The North America E&P segment reported income of $125 million in the fourth
quarter of 2013, compared to $242 million in the third quarter of 2013. The
decrease was primarily due to lower LHC price realizations and higher
exploration expenses, partially offset by volumes growth from U.S. resource
plays. The fourth quarter of 2013 included $114 million of unproved property
impairments largely related to the Eagle Ford and Gulf of Mexico. For
full-year 2013, North America E&P segment income was $529 million, compared to
$382 million in 2012. The increase was primarily a result of higher LHC
volumes from the Eagle Ford, Bakken and Oklahoma resource basins. The increase
was partially offset by higher depreciation, depletion and amortization (DD&A)
associated with these volumes. Higher unproved property impairments and the
sale of the Company's Alaska assets in 2013 also negatively impacted income
year over year.

EAGLE FORD: Marathon Oil's production in the Eagle Ford averaged almost 90,000
net boed in the fourth quarter, an increase of 8,000 net boed from the third
quarter. For the final two weeks of 2013, production averaged greater than
100,000 net boed. Approximately 65 percent of fourth quarter net production
was crude oil/condensate, 17 percent was natural gas liquids (NGLs) and 18
percent was natural gas. Marathon Oil reached total depth on 71 gross
Company-operated wells and brought 86 gross operated wells to sales, compared
to 70 and 71 gross wells, respectively, in the third quarter. Marathon Oil's
average time to drill an Eagle Ford well, spud-to-total depth, averaged 13
days in the fourth quarter, a top-quartile performance in the areas where
Marathon Oil operates. Drilling times have improved almost 14 percent over the
year-ago quarter, while drilling and completion costs have decreased 13
percent over the same period despite increases to average lateral length,
proppant volumes and number of stages completed per well.

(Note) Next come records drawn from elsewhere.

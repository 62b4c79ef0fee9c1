//! Read-only views over a captured engine response
//!
//! Every function here is pure and recomputes its result from the text it
//! is given; nothing is cached.

use crate::core::error::Result;
use regex::Regex;
use serde::{Deserialize, Serialize};
use std::collections::BTreeMap;
use std::sync::LazyLock;

/// Separator between an object description and its handle, e.g. `table ip t # handle 3`
static HANDLE_SEPARATOR: LazyLock<Regex> =
    LazyLock::new(|| Regex::new(r"\s#\shandle\s").expect("handle separator regex is valid"));

/// The representation a caller asks for
#[derive(
    Debug,
    Clone,
    Copy,
    Default,
    Serialize,
    Deserialize,
    PartialEq,
    Eq,
    strum::Display,
    strum::EnumString,
    strum::EnumIter,
)]
#[serde(rename_all = "lowercase")]
#[strum(serialize_all = "lowercase")]
pub enum View {
    /// Response verbatim
    #[default]
    Text,
    /// One entry per non-empty output line
    Lines,
    /// Handle to object description
    Handles,
    /// Parsed JSON document
    Json,
}

/// Returns the response unmodified
pub fn text(response: &str) -> &str {
    response
}

/// Splits a response into lines with tabs and braces removed.
///
/// Empty lines, including lines left empty once a lone `{` or `}` is
/// stripped, are dropped. Lines holding only spaces are kept. Order follows
/// the engine output.
pub fn lines(response: &str) -> Vec<String> {
    let cleaned: String = response
        .chars()
        .filter(|c| !matches!(c, '\t' | '{' | '}'))
        .collect();

    cleaned
        .trim()
        .split('\n')
        .filter(|line| !line.is_empty())
        .map(String::from)
        .collect()
}

/// Maps handle identifiers to the description of the object they belong to.
///
/// Only lines annotated with `# handle N` contribute, so the map is empty
/// unless the handle output flag was set when the command ran.
pub fn handles(response: &str) -> BTreeMap<String, String> {
    lines(response)
        .iter()
        .filter(|line| line.contains("handle"))
        .filter_map(|line| {
            let mut parts = HANDLE_SEPARATOR.split(line);
            let description = parts.next()?;
            let handle = parts.next()?;
            Some((handle.to_string(), description.trim().to_string()))
        })
        .collect()
}

/// Parses the response as the engine's JSON output.
///
/// # Errors
///
/// Returns `Error::Format` if the response is not valid JSON, which is
/// expected whenever the JSON output flag was not set.
pub fn json(response: &str) -> Result<serde_json::Value> {
    Ok(serde_json::from_str(response)?)
}

/// Renders a response in the requested view for display
///
/// # Errors
///
/// Returns `Error::Format` for [`View::Json`] when the response is not JSON.
pub fn render(response: &str, view: View) -> Result<String> {
    Ok(match view {
        View::Text => text(response).to_string(),
        View::Lines => lines(response).join("\n"),
        View::Handles => handles(response)
            .iter()
            .map(|(handle, description)| format!("{handle}\t{description}"))
            .collect::<Vec<_>>()
            .join("\n"),
        View::Json => serde_json::to_string_pretty(&json(response)?)?,
    })
}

BAKKEN: Marathon Oil averaged approximately 40,000 net boed of production in
the Bakken during the fourth quarter, up from 38,000 net boed in the prior
quarter. The Company reached total depth on 15 gross Company-operated wells
and brought 22 gross wells to sales during the fourth quarter, compared to 21
in both categories in the third quarter. During the fourth quarter Marathon
Oil's average time to drill a Bakken well improved approximately 16 percent
compared to the year-ago quarter, averaging 15 days spud-to-total depth, a
top-quartile performance in the areas where Marathon Oil operates. Drilling
and completion costs have decreased approximately 10 percent compared to the
year-ago quarter, even as volumes of stimulation fluid and proppant have
increased. Marathon Oil's Bakken production averages approximately 90 percent
crude oil, 4 percent NGLs and 6 percent natural gas.

OKLAHOMA RESOURCE BASINS: During the fourth quarter, Marathon Oil's
unconventional Oklahoma production averaged almost 14,000 net boed and the
Company reached total depth on four gross Company-operated wells and brought
three gross wells to sales, with two wells in each category in the Southern
Mississippi Trend. In December, Marathon Oil spud an additional three wells in
the SCOOP -- two are the Company's first operated, extended-reach Woodford
wells and one is a Woodford well in the southern SCOOP. Additionally, the
Company spud its first operated horizontal Granite Wash well.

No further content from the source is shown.